Fluid Driven by Electroosmosis
In the microfluidic devices of the invention the fluid is driven, at least in part, by electroosmotic pumping. Provided that electroosmotic force contributes, at least partly, to the velocity of a fluid flowing in a capillary or in a microfluidic device, the fluid is considered as driven by electroosmosis. Preferably, the flow velocity of the fluid is determined decisively by the electroosmotic effect.
Manipulating Flow Properties
“Manipulating flow properties” is meant as modifying or altering the magnitude and/or the direction of the flow velocity of a fluid driven by electroosmosis in a microfluidic device. In the simplest case the fluid flow is slowed down or accelerated. However, if the light sensitive superficial material is illuminated and an appropriate geometry is provided the direction of the flow can be modified as well.
Surface Adjacent to a Fluid
A “surface adjacent to a fluid” is meant herein as the surface of a microspace or microchannel being in contact with the flowing fluid. In practice the surface is a thin layer of finite thickness and its material property defines the electroosmotic flow under the given physical conditions. According to the invention a material property of at least a part of the surface adjacent to a fluid may change due to a modification in the illumination. Such a surface, forming boundary of a fluid and having a property changeable by the action of light, may be prepared e.g. by creating a coating, preferably a thin layer, of a light sensitive material.
Light
The term “light” in the specification covers both visible and non-visible light, e.g. preferably includes ultraviolet, visible and infrared light. For practical applications light within the 400 to 700 nm wavelength (i.e. substantially the visible) range appears to be advantageous. It is to be noted that use of monochromatic light (e.g. laser) may often be preferred. The light to be used depends of course from the light sensitive material applied.

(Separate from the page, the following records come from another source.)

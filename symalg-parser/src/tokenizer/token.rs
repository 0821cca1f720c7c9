use logos::Logos;
use std::ops::Range;

/// The different kinds of tokens that can be produced by the tokenizer.
///
/// The tokenizer runs on input that has already had its whitespace removed, so there is no
/// whitespace token.
#[derive(Logos, Clone, Copy, Debug, PartialEq)]
pub enum TokenKind {
    #[token("+")]
    Add,

    #[token("-")]
    Sub,

    #[token("*")]
    Mul,

    #[token("/")]
    Div,

    #[token("%")]
    Mod,

    #[token("^")]
    Exp,

    #[token("!")]
    Factorial,

    #[token(",")]
    Comma,

    #[token("(")]
    OpenParen,

    #[token(")")]
    CloseParen,

    #[token("π")]
    Pi,

    #[regex(r"[a-zA-Z][a-zA-Z0-9_]*")]
    Name,

    #[regex(r"[0-9]+(\.[0-9]*)?")]
    #[regex(r"\.[0-9]+")]
    Number,

    #[regex(r".", priority = 0)]
    Symbol,
}

/// A token produced by the tokenizer.
#[derive(Debug, Clone, PartialEq)]
pub struct Token<'source> {
    /// The region of the tokenized text that this token originated from.
    pub span: Range<usize>,

    /// The kind of token.
    pub kind: TokenKind,

    /// The raw lexeme that was parsed into this token.
    pub lexeme: &'source str,
}
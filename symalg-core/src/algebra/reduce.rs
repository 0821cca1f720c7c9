//! Reduction of trivial wrappers.
//!
//! Reduction replaces a [`Term`], [`TermFactor`] or [`Expression`] by something simpler when it
//! only wraps a single value, such as the term `1 * x^1 / 1`, which reduces to `x`.

use crate::tree::{Expression, Node, Term, TermFactor};

impl Node {
    /// Reduces trivial wrappers anywhere in the tree.
    pub fn reduce(&self) -> Node {
        match self {
            Node::Number(_) | Node::Constant(_) | Node::Variable(_) => self.clone(),
            Node::Factor(factor) => reduce_factor(factor),
            Node::Term(term) => reduce_term(term),
            Node::Expression(expr) => match expr.terms() {
                [term] => reduce_term(term),
                terms => Node::Expression(Expression::new(terms.iter().map(reduce_inside).collect())),
            },
            Node::Function(func) => Node::Function(func.with_args(
                func.args().iter().map(Node::reduce).collect(),
            )),
        }
    }
}

/// Reduces a factor. The exponent is reduced first, so that an exponent such as `2/2` is seen
/// as one.
fn reduce_factor(factor: &TermFactor) -> Node {
    let exponent = factor.exponent().reduce();
    match &exponent {
        Node::Number(n) if n.is_zero() => Node::from(1),
        Node::Number(n) if n.is_one() => factor.base().reduce(),
        _ => Node::Factor(TermFactor::new(factor.base().reduce(), exponent)),
    }
}

/// Reduces the bases and exponents of a term's factors, keeping the term itself.
fn reduce_inside(term: &Term) -> Term {
    let reduce_all = |factors: &[TermFactor]| {
        factors.iter()
            .map(|factor| TermFactor::new(factor.base().reduce(), factor.exponent().reduce()))
            .collect::<Vec<_>>()
    };
    Term::from_parts(
        term.coeff_numer().clone(),
        term.coeff_denom().clone(),
        reduce_all(term.numerator()),
        reduce_all(term.denominator()),
    )
}

fn reduce_term(term: &Term) -> Node {
    let term = reduce_inside(term);

    if term.has_trivial_numerator() && term.has_trivial_denominator() {
        let value = term.coeff_numer().div(term.coeff_denom());
        if term.coeff_denom().is_one() || value.is_integer() {
            return Node::Number(value);
        }
    }

    let unit_coefficient = term.coeff_numer().is_one() && term.coeff_denom().is_one();
    if unit_coefficient && term.has_trivial_denominator() {
        if let [factor] = term.numerator() {
            return reduce_factor(factor);
        }
    }

    Node::Term(term)
}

Modification of Illumination
According to the invention flow properties may be manipulated, e.g. controlled or switched by light. Upon modification of illumination, we modify the illumination of that part of the surface adjacent to the fluid, which is covered by light sensitive material. More closely, modification of illumination is understood as a modification in the intensity and/or wavelength of the light effecting a change in the surface conductivity (or specific resistivity) of the light sensitive material at the surface. A change of these material properties then results in the manipulation of the flow. A modification of illumination involves the case when the light causing the change of property, is e.g. switched off (dark state).
Reversible change of a property is a change which partly or entirely disappears after the effect causing it has been ceased. Preferably, the property is restored at least in 50%, preferably the original property is substantially restored.
Light Sensitive Material
A “light sensitive material” is a material the surface charge, surface charge density or surface conductivity (or resistivity) of which changes due to a modification of illumination (in short: by the action of light). In the microfluidic devices of the invention at least a part of the microchannel wall is either made of a light sensitive material or coated by such a material, preferably by a thin layer thereof.
If the charge density of a surface is changed by the action of light, this results in a change of the charge density of the fluid layer being in contact with the surface of altered charge density. This, in turn, results in an alteration of fluid flow raised by the electric field. Such a light sensitive material is, for example but not limited thereto, TiO2, SnO2, WO3, V2O5; these materials emit electrons by the action of light; a feature contributing to changing the surface charge. Such materials may be e.g. films of certain proteins, e.g. bacteriorhodopsin. The present inventors found that if essentially only the surface charge of a material, e.g. TiO2, is changed upon illumination, the effect on flow velocity is rather small and it is inappropriate for practical purposes.
If the surface conductivity is changed by the action of light, this results in the change of the electric field strength in the fluid being in contact with the surface; thereby the flow of the fluid due to the electric field will be modified. If the resistivity of the surface is decreased, preferably decreases to at least 60% or 50%, preferably 40%, 30% or even 20% or 10% of the original resistivity, preferably the surface becomes conductive or more conductive, the material is considered photoconductive (or photoelectric, i.e. becoming conductive by the action of light). As used herein, a material is “conductive” if it is able to conduct electricity, e.g., a conductor or a semiconductor.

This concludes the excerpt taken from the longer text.